Located only a few miles from my hometown, it was our “summer get-away” — a step back in time — complete with an outhouse, a hand pump for water, kerosene lamps, a wood-burning cook stove, a pot-bellied wood heater and a real “ice” box. In later years we added the wonder of propane, and graduated to a gas stove and refrigerator.
The farmhouse itself consisted of three small houses connected into one. It’s outward appearance was quite dull with its rough, gray stucco covering and white trimmed windows. The rooms inside smelled exactly as they were … old. The walls held faded wallpaper which hung loosely near the ceiling, while worn linoleum covered the tired, creaking floors below — a different color in each room. The windows, with their peeling paint, were propped open by sticks from the thickly wooded grove of elm trees which encircled the house. Three entryways touted rectangular concrete porches and warmly welcomed us into this retreat. Two of the three stood level with the ground. However, on one end of the house the porch rose to almost six inches above the ground. This particular porch is etched in my memory due to…. well, that’s a story for another post.

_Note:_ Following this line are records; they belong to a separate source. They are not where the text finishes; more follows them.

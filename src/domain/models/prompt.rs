use anyhow::Result;
use async_trait::async_trait;
use tokio::sync::oneshot;

/// A yes/no question for the user. Anything but an explicit accept counts as
/// a decline.
#[derive(Clone, Debug, PartialEq, Eq)]
pub struct ConfirmPrompt {
    pub message: String,
    pub accept: String,
    pub decline: String,
}

impl ConfirmPrompt {
    pub fn large_payload(file_count: usize, content_length: usize) -> ConfirmPrompt {
        let kb = (content_length as f64 / 1024.0).round() as u64;
        return ConfirmPrompt {
            message: format!("You're trying to process {file_count} files with a total of {kb}KB of content. This might take longer than expected or time out."),
            accept: "Continue Anyway".to_string(),
            decline: "Cancel".to_string(),
        };
    }

    pub fn overwrite(filepath: &str) -> ConfirmPrompt {
        return ConfirmPrompt {
            message: format!("File {filepath} already exists. Do you want to overwrite it?"),
            accept: "Overwrite".to_string(),
            decline: "Skip".to_string(),
        };
    }

    pub fn open_files(count: usize) -> ConfirmPrompt {
        return ConfirmPrompt {
            message: format!("Do you want to open the generated test files? ({count} written)"),
            accept: "Yes".to_string(),
            decline: "No".to_string(),
        };
    }
}

/// A pending prompt travelling to the UI together with the channel its answer
/// goes back on.
pub struct ConfirmRequest {
    pub prompt: ConfirmPrompt,
    pub reply: oneshot::Sender<bool>,
}

#[async_trait]
pub trait Prompter {
    /// Asks the user and resolves to true only on an explicit accept.
    async fn confirm(&self, prompt: ConfirmPrompt) -> Result<bool>;
}

pub type PrompterRef = std::sync::Arc<dyn Prompter + Send + Sync>;
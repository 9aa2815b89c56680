use serde_derive::Serialize;

use super::FileContent;
use super::RequirementsContent;

/// Body shared by the unit, integration and stress test generation endpoints.
#[derive(Clone, Debug, PartialEq, Eq, Serialize)]
pub struct TestGenerationRequest {
    pub files: Vec<FileContent>,
    pub description: String,
    pub test_directory: String,
}

#[derive(Clone, Debug, PartialEq, Eq, Serialize)]
pub struct CoverageAnalysisRequest {
    pub source_files: Vec<FileContent>,
    pub test_files: Vec<FileContent>,
}

#[derive(Clone, Debug, PartialEq, Eq, Serialize)]
pub struct TestPriorityAnalysisRequest {
    pub source_files: Vec<FileContent>,
    pub test_files: Vec<FileContent>,
    pub description: String,
    pub code_criticality_context: String,
}

#[derive(Clone, Debug, PartialEq, Eq, Serialize)]
pub struct RequirementsAnalysisRequest {
    pub requirements_content: RequirementsContent,
    #[serde(skip_serializing_if = "Option::is_none")]
    pub source_files: Option<Vec<FileContent>>,
    pub description: String,
}

#[derive(Clone, Debug, PartialEq, Eq, Serialize)]
pub struct RequirementsOptimizationRequest {
    pub requirements_content: RequirementsContent,
    #[serde(skip_serializing_if = "Option::is_none")]
    pub source_files: Option<Vec<FileContent>>,
    pub optimization_goals: Vec<String>,
    #[serde(skip_serializing_if = "Option::is_none")]
    pub keep_dependencies: Option<Vec<String>>,
    pub description: String,
}

/// Something whose file payload counts against the size guard.
pub trait FilePayload {
    fn file_count(&self) -> usize;
    fn content_length(&self) -> usize;
}

fn chars(files: &[FileContent]) -> usize {
    return files.iter().map(|file| return file.content.chars().count()).sum();
}

impl FilePayload for TestGenerationRequest {
    fn file_count(&self) -> usize {
        return self.files.len();
    }

    fn content_length(&self) -> usize {
        return chars(&self.files);
    }
}

impl FilePayload for CoverageAnalysisRequest {
    fn file_count(&self) -> usize {
        return self.source_files.len() + self.test_files.len();
    }

    fn content_length(&self) -> usize {
        return chars(&self.source_files) + chars(&self.test_files);
    }
}

impl FilePayload for TestPriorityAnalysisRequest {
    fn file_count(&self) -> usize {
        return self.source_files.len() + self.test_files.len();
    }

    fn content_length(&self) -> usize {
        return chars(&self.source_files) + chars(&self.test_files);
    }
}

impl FilePayload for RequirementsAnalysisRequest {
    fn file_count(&self) -> usize {
        return 1 + self.source_files.as_ref().map_or(0, |files| return files.len());
    }

    fn content_length(&self) -> usize {
        let sources = self
            .source_files
            .as_ref()
            .map_or(0, |files| return chars(files));
        return self.requirements_content.content.chars().count() + sources;
    }
}

impl FilePayload for RequirementsOptimizationRequest {
    fn file_count(&self) -> usize {
        return 1 + self.source_files.as_ref().map_or(0, |files| return files.len());
    }

    fn content_length(&self) -> usize {
        let sources = self
            .source_files
            .as_ref()
            .map_or(0, |files| return chars(files));
        return self.requirements_content.content.chars().count() + sources;
    }
}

Situated in the yard, beneath a canopy of elms, could be seen a few lawn chairs, a blanket, a telescope, a tent, a well-used fire pit, a badminton net and a croquet game set up and ready to go. Beside the lane, suspended between four trees, was a tree house built by my brother and me; and several feet away from it were multiple gigantic holes in the ground, covered by branches and leaves. These camouflage ” dug-outs” were built by my little brother Larry, and were, in his mind, “army foxholes”. Straight into the grove of trees, approximately forty yards away, were the ruins of the ancient barn, and parallel to it was the still-existing-with-no-purpose corn crib. These old haunts are the sets of many scenes etched permanently into my mind… a summer-land of make-believe where it seemed as if time stood still.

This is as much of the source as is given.